The CEO labels the slide “For Information.”
A new program appears. A second will close. Resources will shift.
Five minutes later, the board is editing the plan.
One member wants a different audience. Another favors the old program. Someone begins rearranging the timeline. The CEO brought information and received a design committee.
Miriam Carver and Bill Charney use this familiar scene in The Board Member’s Playbook. Their CEO shares incidental information about actions intended to achieve the board’s Ends. Board members want to edit, revise, and rank those plans.[1]
I have watched the phrase “This is only an update” fail in exactly this way.
The answer begins with a harder question: what has the board already decided?
Under Policy Governance, the board decides the Ends. It names the results, the people who should benefit, and the worth or priority of those results. It also states which means would be unacceptable through Executive Limitations. Once those words are in place, the CEO chooses programs through any reasonable interpretation of policy.
That delegation is not passive. It is designed.
If a board dislikes the people a program serves, it may have an Ends problem. If it fears financial exposure, inequitable treatment, unsafe practice, or damage to reputation, it may have an Executive Limitations problem. If it simply prefers one operating method over another, it may be standing inside the CEO’s job.
I would use three columns on a whiteboard.
Column one: the result we want.
Column two: the condition we will not accept.
Column three: the operating choice.
The board owns the first two. The CEO owns the third unless law or governing documents say otherwise.
That makes the conversation more demanding, not less. “We do not like this program” is easy. “Here is the result our current Ends fail to name” requires thought. “This feels risky” is easy. “Here is the unacceptable condition our policy should prohibit” requires judgment.
BoardSource describes the chief executive’s role as managing staff and implementing programs, while the board chair leads governance and oversight from a broader view.[2] The language is different from Carver’s model, but the warning is similar: responsibility becomes cloudy when the board manages the work it is meant to oversee.
What should the board do with useful program information?
Listen. Ask questions for understanding. Notice patterns. Test whether the monitoring system measures results rather than activity. Consider whether the report reveals a policy gap.

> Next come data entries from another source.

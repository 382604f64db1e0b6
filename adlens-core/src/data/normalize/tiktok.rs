use rust_decimal::Decimal;

use super::{FieldMap, PlatformAdapter, RowView, ValueSource};
use crate::data::error::DataError;
use crate::domain::{Platform, PlatformExtras};

/// TikTok exports ad groups (`adgroup_*`) and carries no revenue column.
static FIELD_MAP: FieldMap = FieldMap {
    cost: "cost",
    subgroup_id: "adgroup_id",
    subgroup_name: "adgroup_name",
};

static EXTRA_COLUMNS: [&str; 5] = [
    "video_views",
    "video_watch_100",
    "likes",
    "shares",
    "comments",
];

#[derive(Debug, Clone, Copy)]
pub struct TikTokAdapter {
    value_per_conversion: Decimal,
}

impl TikTokAdapter {
    pub fn new(value_per_conversion: Decimal) -> Self {
        Self {
            value_per_conversion,
        }
    }
}

impl PlatformAdapter for TikTokAdapter {
    fn platform(&self) -> Platform {
        Platform::TikTok
    }

    fn field_map(&self) -> &'static FieldMap {
        &FIELD_MAP
    }

    fn extra_columns(&self) -> &'static [&'static str] {
        &EXTRA_COLUMNS
    }

    fn value_source(&self) -> ValueSource {
        ValueSource::Imputed(self.value_per_conversion)
    }

    fn extras(&self, row: &RowView<'_>) -> Result<PlatformExtras, DataError> {
        let video_views = row.optional_count("video_views")?;
        let watched_full = row.optional_count("video_watch_100")?;

        let video_completion_rate = match (watched_full, video_views) {
            (Some(full), Some(views)) if views > 0 => Some(full as f64 / views as f64),
            _ => None,
        };

        let likes = row.optional_count("likes")?;
        let shares = row.optional_count("shares")?;
        let comments = row.optional_count("comments")?;
        let social_engagement = match (likes, shares, comments) {
            (Some(l), Some(s), Some(c)) => Some(
                l.checked_add(s)
                    .and_then(|sum| sum.checked_add(c))
                    .ok_or_else(|| row.overflow("likes"))?,
            ),
            _ => None,
        };

        Ok(PlatformExtras {
            video_views,
            video_completion_rate,
            social_engagement,
            ..PlatformExtras::default()
        })
    }
}
//! Unified fact table: every platform's normalized rows in one dataset.
//!
//! The builder owns date parsing: a row whose date cannot be parsed fails the
//! build instead of being dropped. Platform batches are concatenated in
//! canonical platform order with row order preserved, and a platform may only
//! be supplied once so that no row is ever duplicated. A table whose grand
//! total would overflow is rejected, so sums over any view are exact.

use chrono::{NaiveDate, NaiveDateTime};
use std::collections::{BTreeMap, BTreeSet};
use tracing::info;

use super::error::DataError;
use crate::domain::{NormalizedRow, Platform, UnifiedRecord};
use crate::kpi::{measure, MeasuredRecord, Totals};

const DATE_FORMATS: [&str; 3] = ["%Y-%m-%d", "%Y/%m/%d", "%m/%d/%Y"];
const DATETIME_FORMATS: [&str; 2] = ["%Y-%m-%d %H:%M:%S", "%Y-%m-%dT%H:%M:%S"];

/// Parse an export date cell into a calendar day.
///
/// Date-times are truncated to their day.
pub fn parse_date(raw: &str) -> Option<NaiveDate> {
    let raw = raw.trim();
    DATE_FORMATS
        .iter()
        .find_map(|fmt| NaiveDate::parse_from_str(raw, fmt).ok())
        .or_else(|| {
            DATETIME_FORMATS
                .iter()
                .find_map(|fmt| NaiveDateTime::parse_from_str(raw, fmt).ok())
                .map(|dt| dt.date())
        })
}

/// Collects per-platform batches and builds the fact table.
#[derive(Debug, Default)]
pub struct FactTableBuilder {
    batches: BTreeMap<Platform, Vec<NormalizedRow>>,
}

impl FactTableBuilder {
    pub fn new() -> Self {
        Self::default()
    }

    /// Add one platform's normalized rows.
    pub fn push(&mut self, platform: Platform, rows: Vec<NormalizedRow>) -> Result<(), DataError> {
        if self.batches.contains_key(&platform) {
            return Err(DataError::DuplicatePlatform(platform));
        }
        self.batches.insert(platform, rows);
        Ok(())
    }

    pub fn build(self) -> Result<FactTable, DataError> {
        let total: usize = self.batches.values().map(Vec::len).sum();
        let mut records = Vec::with_capacity(total);
        let mut grand_total = Totals::default();

        for (platform, rows) in self.batches {
            for row in rows {
                let date = parse_date(&row.date).ok_or_else(|| DataError::InvalidDate {
                    platform,
                    line: row.line,
                    value: row.date.clone(),
                })?;
                let line = row.line;
                let record = row.into_record(date);
                grand_total
                    .try_add(&record)
                    .map_err(|column| DataError::TotalsOverflow {
                        platform,
                        line,
                        column,
                    })?;
                records.push(record);
            }
        }

        let table = FactTable::from_records(records);
        info!(
            records = table.len(),
            platforms = table.row_counts.len(),
            "built fact table"
        );
        Ok(table)
    }
}

/// The unified, immutable dataset all views are derived from.
#[derive(Debug, Clone, Default)]
pub struct FactTable {
    records: Vec<UnifiedRecord>,
    row_counts: BTreeMap<Platform, usize>,
}

impl FactTable {
    /// Wrap already-parsed records, keeping their order.
    pub fn from_records(records: Vec<UnifiedRecord>) -> Self {
        let mut row_counts = BTreeMap::new();
        for record in &records {
            *row_counts.entry(record.platform).or_insert(0) += 1;
        }
        Self {
            records,
            row_counts,
        }
    }

    pub fn records(&self) -> &[UnifiedRecord] {
        &self.records
    }

    pub fn iter(&self) -> std::slice::Iter<'_, UnifiedRecord> {
        self.records.iter()
    }

    pub fn len(&self) -> usize {
        self.records.len()
    }

    pub fn is_empty(&self) -> bool {
        self.records.is_empty()
    }

    pub fn row_count(&self, platform: Platform) -> usize {
        self.row_counts.get(&platform).copied().unwrap_or(0)
    }

    /// Platforms with at least one record, in canonical order.
    pub fn platforms(&self) -> Vec<Platform> {
        self.row_counts.keys().copied().collect()
    }

    /// Earliest and latest record dates.
    pub fn date_span(&self) -> Option<(NaiveDate, NaiveDate)> {
        let min = self.records.iter().map(|r| r.date).min()?;
        let max = self.records.iter().map(|r| r.date).max()?;
        Some((min, max))
    }

    /// Distinct campaign names, sorted.
    pub fn campaign_names(&self) -> BTreeSet<&str> {
        self.records
            .iter()
            .map(|r| r.campaign_name.as_str())
            .collect()
    }

    /// Every record with its KPIs populated.
    pub fn measured(&self) -> Vec<MeasuredRecord> {
        self.records.iter().map(measure).collect()
    }
}

impl<'a> IntoIterator for &'a FactTable {
    type Item = &'a UnifiedRecord;
    type IntoIter = std::slice::Iter<'a, UnifiedRecord>;

    fn into_iter(self) -> Self::IntoIter {
        self.records.iter()
    }
}
//! Source readers: one CSV export file per platform.
//!
//! Reading is split in two steps so the same bytes feed both the load cache
//! fingerprint and the parser:
//! 1. `read_source` pulls the file into memory (missing/unreadable → `SourceRead`)
//! 2. `RawTable::parse` splits it into a header index and raw rows

use csv::{ReaderBuilder, StringRecord, Trim};
use std::collections::HashMap;
use std::fs;
use std::path::{Path, PathBuf};

use super::error::DataError;
use crate::domain::Platform;

/// Raw bytes of one platform export, tagged with where they came from.
#[derive(Debug, Clone)]
pub struct SourceBytes {
    pub platform: Platform,
    pub path: PathBuf,
    pub bytes: Vec<u8>,
}

/// Read a platform export fully into memory.
pub fn read_source(platform: Platform, path: &Path) -> Result<SourceBytes, DataError> {
    let bytes = fs::read(path).map_err(|e| DataError::SourceRead {
        platform,
        path: path.to_path_buf(),
        reason: e.to_string(),
    })?;
    Ok(SourceBytes {
        platform,
        path: path.to_path_buf(),
        bytes,
    })
}

/// Header name → column position lookup.
///
/// Header names are trimmed; when a name repeats, the first occurrence wins.
#[derive(Debug, Clone, Default)]
pub struct ColumnIndex {
    names: Vec<String>,
    positions: HashMap<String, usize>,
}

impl ColumnIndex {
    pub fn from_headers(headers: &StringRecord) -> Self {
        let mut names = Vec::with_capacity(headers.len());
        let mut positions = HashMap::with_capacity(headers.len());
        for (i, name) in headers.iter().enumerate() {
            let name = name.trim().to_string();
            positions.entry(name.clone()).or_insert(i);
            names.push(name);
        }
        Self { names, positions }
    }

    pub fn position(&self, name: &str) -> Option<usize> {
        self.positions.get(name).copied()
    }

    pub fn contains(&self, name: &str) -> bool {
        self.positions.contains_key(name)
    }

    pub fn names(&self) -> &[String] {
        &self.names
    }

    pub fn len(&self) -> usize {
        self.names.len()
    }

    pub fn is_empty(&self) -> bool {
        self.names.is_empty()
    }
}

/// One data row and the 1-based file line it started on.
#[derive(Debug, Clone)]
pub struct RawRow {
    pub line: u64,
    pub record: StringRecord,
}

/// A parsed but not yet normalized platform export.
#[derive(Debug, Clone)]
pub struct RawTable {
    pub platform: Platform,
    pub path: PathBuf,
    pub columns: ColumnIndex,
    pub rows: Vec<RawRow>,
}

impl RawTable {
    /// Parse CSV bytes with a header row.
    ///
    /// Ragged rows and invalid UTF-8 are read errors; a header with no data rows
    /// is a valid, empty table.
    pub fn parse(source: &SourceBytes) -> Result<Self, DataError> {
        let read_err = |reason: String| DataError::SourceRead {
            platform: source.platform,
            path: source.path.clone(),
            reason,
        };

        let mut reader = ReaderBuilder::new()
            .has_headers(true)
            .trim(Trim::All)
            .from_reader(source.bytes.as_slice());

        let headers = reader
            .headers()
            .map_err(|e| read_err(format!("header row: {e}")))?
            .clone();
        let columns = ColumnIndex::from_headers(&headers);

        let mut rows = Vec::new();
        for result in reader.records() {
            let record = result.map_err(|e| read_err(e.to_string()))?;
            let line = record.position().map(|p| p.line()).unwrap_or(0);
            rows.push(RawRow { line, record });
        }

        Ok(Self {
            platform: source.platform,
            path: source.path.clone(),
            columns,
            rows,
        })
    }

    pub fn len(&self) -> usize {
        self.rows.len()
    }

    pub fn is_empty(&self) -> bool {
        self.rows.is_empty()
    }
}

Then let the CEO make the decision the board delegated.
Questions can still become instructions in disguise. “Have you considered moving this program downtown?” may sound open while announcing the answer a powerful member prefers. I would ask, “Which board policy does this information help us govern?” That question pulls the room back to its work.
There is an honest limit. Some grants, accreditation rules, statutes, or contracts require formal board approval of a program. Give the approval when it is required, but do not pretend that a required vote transfers every program decision to the board. Govern for Impact’s glossary calls this a required approvals agenda: the board can receive evidence of policy compliance and approve the item without redesigning it.[3]
The board can still be curious. Good questions may reveal that an Ends policy no longer matches the community or that a risk boundary is missing. Curiosity becomes micromanagement only when the question carries an expected operating answer. Ask to understand. Use what you learn to govern.
At your next update, label each agenda item: information, monitoring, policy discussion, or decision.
Then honor the label.
A CEO should not have to guess whether an update will cost her the authority the board gave her last month.
Footnotes
[1] Miriam Carver and Bill Charney, The Board Member’s Playbook (Jossey-Bass, 2004), rehearsal 3.4, pages 36–39.
[2] BoardSource, “Board Chair and Chief Executive Responsibilities,” sections on policy, planning, and programs.
[3] Govern for Impact, “Policy Governance Glossary,” entry for “Required Approvals Agenda”.
Additional reading
John Carver’s Boards That Make a Difference explains why strong delegation gives both board and staff more room to lead.
Richard P. Chait, William P. Ryan, and Barbara E. Taylor’s Governance as Leadership will help a board use its time for fiduciary, strategic, and generative work instead of program editing.